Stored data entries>
______
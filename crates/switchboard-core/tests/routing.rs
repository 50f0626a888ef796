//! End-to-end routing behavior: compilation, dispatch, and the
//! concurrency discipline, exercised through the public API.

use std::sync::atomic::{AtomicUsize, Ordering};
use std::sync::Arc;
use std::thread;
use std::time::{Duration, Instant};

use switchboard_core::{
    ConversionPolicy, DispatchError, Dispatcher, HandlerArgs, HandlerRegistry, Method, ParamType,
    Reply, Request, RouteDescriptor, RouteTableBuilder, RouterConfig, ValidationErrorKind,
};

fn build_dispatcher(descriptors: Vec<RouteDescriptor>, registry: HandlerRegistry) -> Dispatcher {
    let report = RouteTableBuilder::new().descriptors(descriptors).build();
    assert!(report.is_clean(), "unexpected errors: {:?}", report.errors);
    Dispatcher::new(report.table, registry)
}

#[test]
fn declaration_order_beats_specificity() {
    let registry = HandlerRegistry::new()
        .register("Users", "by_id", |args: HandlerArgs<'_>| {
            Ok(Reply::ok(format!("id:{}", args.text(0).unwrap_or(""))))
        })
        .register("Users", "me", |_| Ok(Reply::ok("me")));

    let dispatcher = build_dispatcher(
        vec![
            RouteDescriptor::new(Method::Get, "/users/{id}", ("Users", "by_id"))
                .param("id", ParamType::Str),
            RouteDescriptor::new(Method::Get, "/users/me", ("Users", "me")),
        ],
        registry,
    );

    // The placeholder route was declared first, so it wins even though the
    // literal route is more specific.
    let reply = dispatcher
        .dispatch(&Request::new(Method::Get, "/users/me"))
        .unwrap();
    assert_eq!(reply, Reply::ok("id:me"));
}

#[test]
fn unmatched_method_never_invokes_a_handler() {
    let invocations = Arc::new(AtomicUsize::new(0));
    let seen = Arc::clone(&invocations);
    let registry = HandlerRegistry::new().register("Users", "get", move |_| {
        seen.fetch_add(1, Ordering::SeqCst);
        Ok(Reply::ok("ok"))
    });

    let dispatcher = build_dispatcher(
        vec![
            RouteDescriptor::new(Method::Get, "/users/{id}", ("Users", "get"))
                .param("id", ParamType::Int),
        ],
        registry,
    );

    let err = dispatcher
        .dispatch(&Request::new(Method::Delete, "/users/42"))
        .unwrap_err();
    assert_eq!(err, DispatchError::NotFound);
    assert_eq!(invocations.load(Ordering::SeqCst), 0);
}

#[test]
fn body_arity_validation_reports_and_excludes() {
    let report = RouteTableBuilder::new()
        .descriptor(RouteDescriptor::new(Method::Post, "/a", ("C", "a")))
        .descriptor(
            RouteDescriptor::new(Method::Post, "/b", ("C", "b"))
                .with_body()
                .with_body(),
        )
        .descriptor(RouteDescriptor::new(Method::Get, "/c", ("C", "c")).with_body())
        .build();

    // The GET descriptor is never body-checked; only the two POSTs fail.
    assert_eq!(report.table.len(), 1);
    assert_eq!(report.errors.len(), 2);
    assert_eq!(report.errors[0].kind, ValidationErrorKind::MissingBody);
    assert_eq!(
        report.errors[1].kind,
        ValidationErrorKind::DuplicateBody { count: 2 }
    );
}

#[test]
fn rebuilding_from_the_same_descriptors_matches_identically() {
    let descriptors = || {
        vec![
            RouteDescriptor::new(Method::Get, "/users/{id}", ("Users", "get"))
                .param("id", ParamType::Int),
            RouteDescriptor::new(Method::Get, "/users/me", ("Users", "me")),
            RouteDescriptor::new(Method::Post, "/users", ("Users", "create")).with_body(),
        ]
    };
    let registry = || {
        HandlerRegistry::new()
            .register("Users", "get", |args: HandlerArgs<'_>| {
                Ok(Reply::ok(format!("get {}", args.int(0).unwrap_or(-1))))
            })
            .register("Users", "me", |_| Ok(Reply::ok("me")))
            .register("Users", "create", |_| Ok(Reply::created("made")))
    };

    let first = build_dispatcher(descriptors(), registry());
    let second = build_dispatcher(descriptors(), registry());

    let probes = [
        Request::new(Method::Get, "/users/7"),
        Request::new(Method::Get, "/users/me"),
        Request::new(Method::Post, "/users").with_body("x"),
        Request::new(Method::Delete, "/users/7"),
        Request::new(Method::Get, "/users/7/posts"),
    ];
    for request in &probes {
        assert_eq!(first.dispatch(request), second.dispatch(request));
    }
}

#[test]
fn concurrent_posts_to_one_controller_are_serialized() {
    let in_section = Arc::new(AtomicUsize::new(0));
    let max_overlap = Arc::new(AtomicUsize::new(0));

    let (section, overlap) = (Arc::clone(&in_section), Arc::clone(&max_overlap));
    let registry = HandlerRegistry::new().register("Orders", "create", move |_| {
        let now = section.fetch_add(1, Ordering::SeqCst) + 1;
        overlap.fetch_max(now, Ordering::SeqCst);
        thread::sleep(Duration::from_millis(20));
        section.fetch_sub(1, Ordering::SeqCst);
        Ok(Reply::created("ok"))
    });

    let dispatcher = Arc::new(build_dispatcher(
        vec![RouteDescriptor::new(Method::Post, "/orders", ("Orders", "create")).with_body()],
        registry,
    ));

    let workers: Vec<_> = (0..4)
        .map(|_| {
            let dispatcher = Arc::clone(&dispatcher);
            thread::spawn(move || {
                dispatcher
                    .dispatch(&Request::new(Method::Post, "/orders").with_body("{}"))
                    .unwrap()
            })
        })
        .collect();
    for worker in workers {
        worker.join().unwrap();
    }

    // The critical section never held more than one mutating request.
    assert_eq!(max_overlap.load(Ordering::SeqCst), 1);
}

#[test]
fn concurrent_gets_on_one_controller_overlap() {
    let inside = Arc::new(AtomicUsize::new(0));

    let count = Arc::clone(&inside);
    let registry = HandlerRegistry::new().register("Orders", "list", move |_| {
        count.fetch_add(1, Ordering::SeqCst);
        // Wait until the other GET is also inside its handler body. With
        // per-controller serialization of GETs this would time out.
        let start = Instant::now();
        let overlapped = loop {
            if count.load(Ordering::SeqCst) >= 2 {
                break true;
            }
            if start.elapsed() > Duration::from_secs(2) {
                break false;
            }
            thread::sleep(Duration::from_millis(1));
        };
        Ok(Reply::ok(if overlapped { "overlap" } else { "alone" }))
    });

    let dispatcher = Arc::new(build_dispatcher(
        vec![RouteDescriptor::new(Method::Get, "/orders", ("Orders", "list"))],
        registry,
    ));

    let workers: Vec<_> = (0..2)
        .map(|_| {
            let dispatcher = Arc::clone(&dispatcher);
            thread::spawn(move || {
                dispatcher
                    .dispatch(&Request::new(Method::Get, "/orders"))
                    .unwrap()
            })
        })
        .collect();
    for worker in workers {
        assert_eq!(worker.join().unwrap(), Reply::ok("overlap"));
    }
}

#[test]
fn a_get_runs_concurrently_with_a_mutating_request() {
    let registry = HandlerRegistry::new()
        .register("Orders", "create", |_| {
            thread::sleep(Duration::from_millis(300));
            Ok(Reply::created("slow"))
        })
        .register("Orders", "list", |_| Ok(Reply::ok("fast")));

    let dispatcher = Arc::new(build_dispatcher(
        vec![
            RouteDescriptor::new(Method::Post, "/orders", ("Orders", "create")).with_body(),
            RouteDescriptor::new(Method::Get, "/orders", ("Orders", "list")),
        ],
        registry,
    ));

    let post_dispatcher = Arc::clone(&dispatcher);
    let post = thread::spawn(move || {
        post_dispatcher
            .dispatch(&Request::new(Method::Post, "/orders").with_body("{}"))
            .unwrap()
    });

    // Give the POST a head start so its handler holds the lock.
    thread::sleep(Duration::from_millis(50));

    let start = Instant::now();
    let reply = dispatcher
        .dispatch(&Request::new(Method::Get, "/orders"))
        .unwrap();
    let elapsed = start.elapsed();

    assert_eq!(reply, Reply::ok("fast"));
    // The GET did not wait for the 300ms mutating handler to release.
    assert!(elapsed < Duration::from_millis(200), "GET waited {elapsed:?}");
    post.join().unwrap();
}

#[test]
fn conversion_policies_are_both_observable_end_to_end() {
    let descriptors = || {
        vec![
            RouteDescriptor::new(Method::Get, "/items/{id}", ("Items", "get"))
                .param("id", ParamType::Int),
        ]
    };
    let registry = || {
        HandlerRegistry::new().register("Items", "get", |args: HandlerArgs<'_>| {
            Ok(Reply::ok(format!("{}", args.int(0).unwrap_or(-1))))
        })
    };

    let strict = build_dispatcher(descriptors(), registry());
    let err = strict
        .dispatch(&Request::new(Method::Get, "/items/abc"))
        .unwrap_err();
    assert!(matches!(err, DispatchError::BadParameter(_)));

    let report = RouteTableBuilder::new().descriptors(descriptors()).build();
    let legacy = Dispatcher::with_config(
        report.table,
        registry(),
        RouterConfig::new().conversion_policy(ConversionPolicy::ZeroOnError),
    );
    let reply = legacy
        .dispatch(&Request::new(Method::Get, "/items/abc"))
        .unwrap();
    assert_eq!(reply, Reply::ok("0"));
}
______
WHAT NEEDS TO BE DONE> Wherever the string "created" appears in the entries above, return the line it appears on.

ANSWER TO THE PROBLEM>
            .register("Users", "create", |_| Ok(Reply::created("made")))
        Ok(Reply::created("ok"))
            Ok(Reply::created("slow"))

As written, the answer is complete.